I'm even happier now....

stopped at the gas station on my way home from school...


and the guy in front of me took out a gun.
then the guy to the side of me took out a gun.


happiness... gone.

I wasn't scared at all, which was strange... for a moment I felt like I was only observing the world around me...but that I wasn't apart of it.

it was truly surreal...
everything ended up resolving itself pretty peacefully. the second guy was actually defending the place...police came, and i went home...everyone is safe..nothing is stolen...

(((but still, why are there two young guys with guns at the corner gas station...*sigh* ))

i can't really explain how that one moment has changed so many things for me... life is much clearer than it was earlier... things actually seem to make more sense. big things. like my marriage and how it really impacted me... (like I said... big things)
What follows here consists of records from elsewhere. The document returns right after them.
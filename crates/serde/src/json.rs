//! JSON entry points with default (lenient) options.
//!
//! These are thin wrappers over [`Codec::default`] for callers that do not
//! need to configure decoding.

use meridian_fhir::FhirJson;
use serde_json::Value;

use crate::codec::Codec;
use crate::error::Result;

/// Decode a FHIR value from a JSON string.
///
/// # Examples
///
/// ```
/// use meridian_serde::json::from_json_str;
/// use meridian_fhir::r4::Patient;
///
/// let json = r#"{"resourceType": "Patient", "id": "example"}"#;
/// let patient: Patient = from_json_str(json)?;
/// assert_eq!(patient.id.as_deref(), Some("example"));
/// # Ok::<(), meridian_serde::SerdeError>(())
/// ```
pub fn from_json_str<T: FhirJson>(s: &str) -> Result<T> {
    Codec::default().decode_str(s)
}

/// Decode a FHIR value from a JSON byte slice.
pub fn from_json_slice<T: FhirJson>(v: &[u8]) -> Result<T> {
    Codec::default().decode_slice(v)
}

/// Decode a FHIR value from a `serde_json::Value`.
///
/// # Examples
///
/// ```
/// use meridian_serde::json::from_json_value;
/// use meridian_fhir::r4::Resource;
/// use serde_json::json;
///
/// let resource: Resource = from_json_value(json!({"resourceType": "Basic", "id": "b"}))?;
/// assert_eq!(resource.id(), Some("b"));
/// # Ok::<(), meridian_serde::SerdeError>(())
/// ```
pub fn from_json_value<T: FhirJson>(value: Value) -> Result<T> {
    Codec::default().decode(&value)
}

/// Encode a FHIR value to a `serde_json::Value`.
pub fn to_json_value<T: FhirJson>(value: &T) -> Value {
    value.encode_json()
}

/// Encode a FHIR value to a compact JSON string.
///
/// # Examples
///
/// ```
/// use meridian_serde::json::to_json_string;
/// use meridian_fhir::r4::Patient;
///
/// let patient = Patient::default();
/// assert_eq!(to_json_string(&patient)?, r#"{"resourceType":"Patient"}"#);
/// # Ok::<(), meridian_serde::SerdeError>(())
/// ```
pub fn to_json_string<T: FhirJson>(value: &T) -> Result<String> {
    Codec::default().encode_string(value)
}

/// Encode a FHIR value to an indented JSON string.
pub fn to_json_string_pretty<T: FhirJson>(value: &T) -> Result<String> {
    Codec::default().encode_string_pretty(value)
}

/// Encode a FHIR value to a JSON byte vector.
pub fn to_json_vec<T: FhirJson>(value: &T) -> Result<Vec<u8>> {
    Codec::default().encode_vec(value)
}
you would think that a moment like that would leave fear and insecurity, but it seems to have the opposite effect... it left clarity...

and getting to come home and talk with an old friend... wow.

this guy represents a piece of me that was killed a long time ago... that's a story that I could fill pages about... (maybe some day I'll tell that story but not today)

the events of this day have me spinning right now.

life is quite an interesting place...

namaste.

Friday, November 7, 2008

Wednesday, July 23, 2008

Going Green!!

So its official! I have switched to cloth diapers :) I am so excited about doing this... weird, right?! I never thought I could be excited about diapers! I can't believe that this isn't a more popular thing. I got All in Ones and pocket diapers and they are just as easy to use as regular diapers! I also got gDiapers that have inserts that can be flushed or composted. At first I was a little scared off by the cost, but then I went over my receipts for diapers for the last two months... I could have completely set up on cloth for the cost of 3 months of disposables. I only have about a third of what I'm going to need, but I should have everything in about a month if I keep buying a little every week. There are so many different types and styles, colors and patterns... I am loving shopping for them!!!

It makes me feel really good to know that I don't have spend a ton of money on diapers over the next few years, and the environmental aspect of them makes me feel warm inside :)
PLUS - THEY ARE ADORABLE!!!!!!!

So spread the word. Cloth is back, and its awesome!

Thursday, July 17, 2008

40 Days of Prosperity

This day, July 17th 2008, I cease believing in visible money as my supply and my support, and I view my current world of effect as it truly is... simply an outpicturing of my former beliefs. I believed in the power of money, therefore I surrendered my God-given power and authority to an objectified belief. I believed in the possibility of lack, thus causing a separation in consciousness from the source of my supply.I believed in the mortal illusion created by the collective consciousness of error thoughts, and in doing so, I have limited the Unlimited. No More! This day I renounce my so-called humanhood and claim my divine inheritance as a being of God. This day I acknowledge God as my supply and my support.